View from the hammock


Like everywhere else in the Eastern half of the USA, we’ve had a few samples of the dog days of summer as well as the sweet days of spring.  Except for the fact that it was still mid-March when this happened, everyone found it hard to actually complain about the balmy weather.  The alternative, after all, is the rawness of mud season. 

It is weird, though, because everything seems to be happening at once and at full speed.  In March the grass began to green almost overnight, and then it started growing (are we going to have to mow the lawn in April?) and the weeds are sprouting as if it were summer.  Buds are opening.  The forsythia is in bloom.  Ducks have been visiting our pond in the mornings, a month earlier than last year.  The chorus of frogs in our pond is already creating a din.  Last year I commented on the frog sounds in mid-May.  Granted, they probably began chirping well before I wrote about it.  Still–mid-May? I picture creatures out there in a crazed rush to do what they have to do because spring already turned into summer and whatever happened to winter anyway?  Talk about living in fast forward!  Only two weeks ago we were skiing at Sugarbush in cold weather with good snow.  Maple sap was running then and we made syrup.  But the sap run was over shortly after it got going. We barely finished boiling a couple of barrels of sap when it got so warm the sap stopped running.  Maple season is officially over, and major producers say the season gave them 50% less than last year. 
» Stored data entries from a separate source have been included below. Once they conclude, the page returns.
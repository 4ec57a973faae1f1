use crate::domain::invoice::{Invoice, InvoiceStatus};
use crate::domain::ports::{ChargeError, InvoiceRepositoryRef, PaymentProviderRef};
use crate::error::Result;
use std::time::Duration;
use tokio_util::sync::CancellationToken;
use tracing::{debug, error, info, warn};

/// How many times a charge is attempted and how long to wait between attempts.
///
/// Only network faults are retried. `max_attempts` counts provider calls, so the
/// default of 3 means one initial call plus two retries, each preceded by the
/// same fixed backoff.
#[derive(Debug, Clone, Copy, PartialEq, Eq)]
pub struct RetryPolicy {
    max_attempts: u32,
    backoff: Duration,
}

impl RetryPolicy {
    pub const DEFAULT_MAX_ATTEMPTS: u32 = 3;
    pub const DEFAULT_BACKOFF: Duration = Duration::from_millis(3_000);

    /// Creates a policy. A zero attempt budget is raised to a single attempt.
    pub fn new(max_attempts: u32, backoff: Duration) -> Self {
        Self {
            max_attempts: max_attempts.max(1),
            backoff,
        }
    }

    pub fn max_attempts(&self) -> u32 {
        self.max_attempts
    }

    pub fn backoff(&self) -> Duration {
        self.backoff
    }
}

impl Default for RetryPolicy {
    fn default() -> Self {
        Self::new(Self::DEFAULT_MAX_ATTEMPTS, Self::DEFAULT_BACKOFF)
    }
}

#[derive(Debug, Clone, Copy, PartialEq, Eq)]
pub enum ChargeOutcome {
    /// The invoice reached a terminal status.
    Settled(InvoiceStatus),
    /// Cancellation was observed, or the reservation was released, before the
    /// invoice could be settled.
    Interrupted,
}

/// Charges a single invoice against the payment provider and records the result.
///
/// Every provider fault is classified here and mapped to an invoice status;
/// only repository failures are returned to the caller.
#[derive(Clone)]
pub struct ChargeWorker {
    invoices: InvoiceRepositoryRef,
    provider: PaymentProviderRef,
}

impl ChargeWorker {
    pub fn new(invoices: InvoiceRepositoryRef, provider: PaymentProviderRef) -> Self {
        Self { invoices, provider }
    }

    pub async fn charge(
        &self,
        invoice: Invoice,
        policy: RetryPolicy,
        cancel: &CancellationToken,
    ) -> Result<ChargeOutcome> {
        let mut attempt = 1;

        loop {
            if cancel.is_cancelled() {
                debug!(invoice_id = invoice.id, "Charge skipped, cycle was cancelled");
                return Ok(ChargeOutcome::Interrupted);
            }

            if attempt == 1 {
                // Claim the reservation; a cancel sweep may already have released it.
                let claimed = self
                    .invoices
                    .transition(invoice.id, InvoiceStatus::InProgress, InvoiceStatus::ToBeChecked)
                    .await?;
                if claimed.is_none() {
                    debug!(
                        invoice_id = invoice.id,
                        "Charge skipped, invoice is no longer reserved"
                    );
                    return Ok(ChargeOutcome::Interrupted);
                }
            } else {
                self.invoices
                    .update(invoice.with_status(InvoiceStatus::ToBeChecked))
                    .await?;
            }

            let status = match self.provider.charge(&invoice).await {
                Ok(true) => {
                    info!(invoice_id = invoice.id, "Invoice was paid");
                    InvoiceStatus::Paid
                }
                Ok(false) => {
                    warn!(
                        invoice_id = invoice.id,
                        customer_id = invoice.customer_id,
                        "Customer account balance did not allow the charge"
                    );
                    InvoiceStatus::ErrUnavailableFunds
                }
                Err(ChargeError::CustomerNotFound(customer_id)) => {
                    error!(invoice_id = invoice.id, customer_id, "Customer not found");
                    InvoiceStatus::ErrCustomerNotFound
                }
                Err(err @ ChargeError::CurrencyMismatch { .. }) => {
                    error!(invoice_id = invoice.id, "{err}");
                    InvoiceStatus::ErrCurrencyMismatch
                }
                Err(ChargeError::Network(reason)) => {
                    if attempt < policy.max_attempts() {
                        warn!(
                            invoice_id = invoice.id,
                            attempt,
                            %reason,
                            "Network issue while charging, retrying"
                        );
                        tokio::select! {
                            _ = cancel.cancelled() => {
                                warn!(
                                    invoice_id = invoice.id,
                                    "Cancelled during retry backoff, invoice left to be checked"
                                );
                                return Ok(ChargeOutcome::Interrupted);
                            }
                            _ = tokio::time::sleep(policy.backoff()) => {}
                        }
                        attempt += 1;
                        continue;
                    }
                    error!(
                        invoice_id = invoice.id,
                        attempts = attempt,
                        %reason,
                        "Network issue persisted, giving up"
                    );
                    InvoiceStatus::ErrNetwork
                }
                Err(ChargeError::Unknown(source)) => {
                    error!(
                        invoice_id = invoice.id,
                        error = %source,
                        "Unexpected error while charging"
                    );
                    InvoiceStatus::ErrUnknown
                }
            };

            self.invoices.update(invoice.with_status(status)).await?;
            return Ok(ChargeOutcome::Settled(status));
        }
    }
}
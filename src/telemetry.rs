//! Tracing/logging initialization.

use std::io::IsTerminal;
use tracing_subscriber::EnvFilter;

/// Installs the global tracing subscriber, filtered by `RUST_LOG` (default `info`).
///
/// Logs go to stderr so that stdout only carries the invoice report.
/// Safe to call multiple times (subsequent calls are no-ops).
pub fn init(json: bool) {
    let filter = EnvFilter::try_from_default_env().unwrap_or_else(|_| EnvFilter::new("info"));

    let builder = tracing_subscriber::fmt()
        .with_env_filter(filter)
        .with_writer(std::io::stderr)
        .with_ansi(std::io::stderr().is_terminal())
        .with_target(false);

    let _ = if json {
        builder.json().try_init()
    } else {
        builder.try_init()
    };
}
The evaporating pan over a wood-fueled fire

Part of our sugaring crew (the next weekend we were fully staffed with Leah, Cliff and Olin)




DOGGED LAWMEN

Notes on our local law enforcers from the police blotter of our local paper:

“On March 6 at 4:24 AM responded to a call for help from a Chipman Hill resident who said her toilet was overflowing and her plumber was in the hospital.  When police arrived they found that the overflowing had stopped.”

“On March 6 at 5 PM responded to a caller who reported a barefoot man standing next to a white truck on Merchants Row, possibly parked in the handicap parking and with the truck radio playing loudly.  The man told the police officer that he was cooling his feet and would be leaving shortly.”

“On March 9 at 8:30 PM were called to a Middlebury home by a woman who said she heard footsteps downstairs and when she asked who was there, the footsteps stopped.  Officers went to the home and found it was the husband who had come home without telling his wife.”

(Of course there’s more going on than this; I’m not bothering to cite the more prosaic arrests for drugging, drinking or fighting or driving while drugging, drinking or fighting.)


Goodbye, old dog winter!
(Last bit of snow in the woods behind our house, just a few weeks ago.)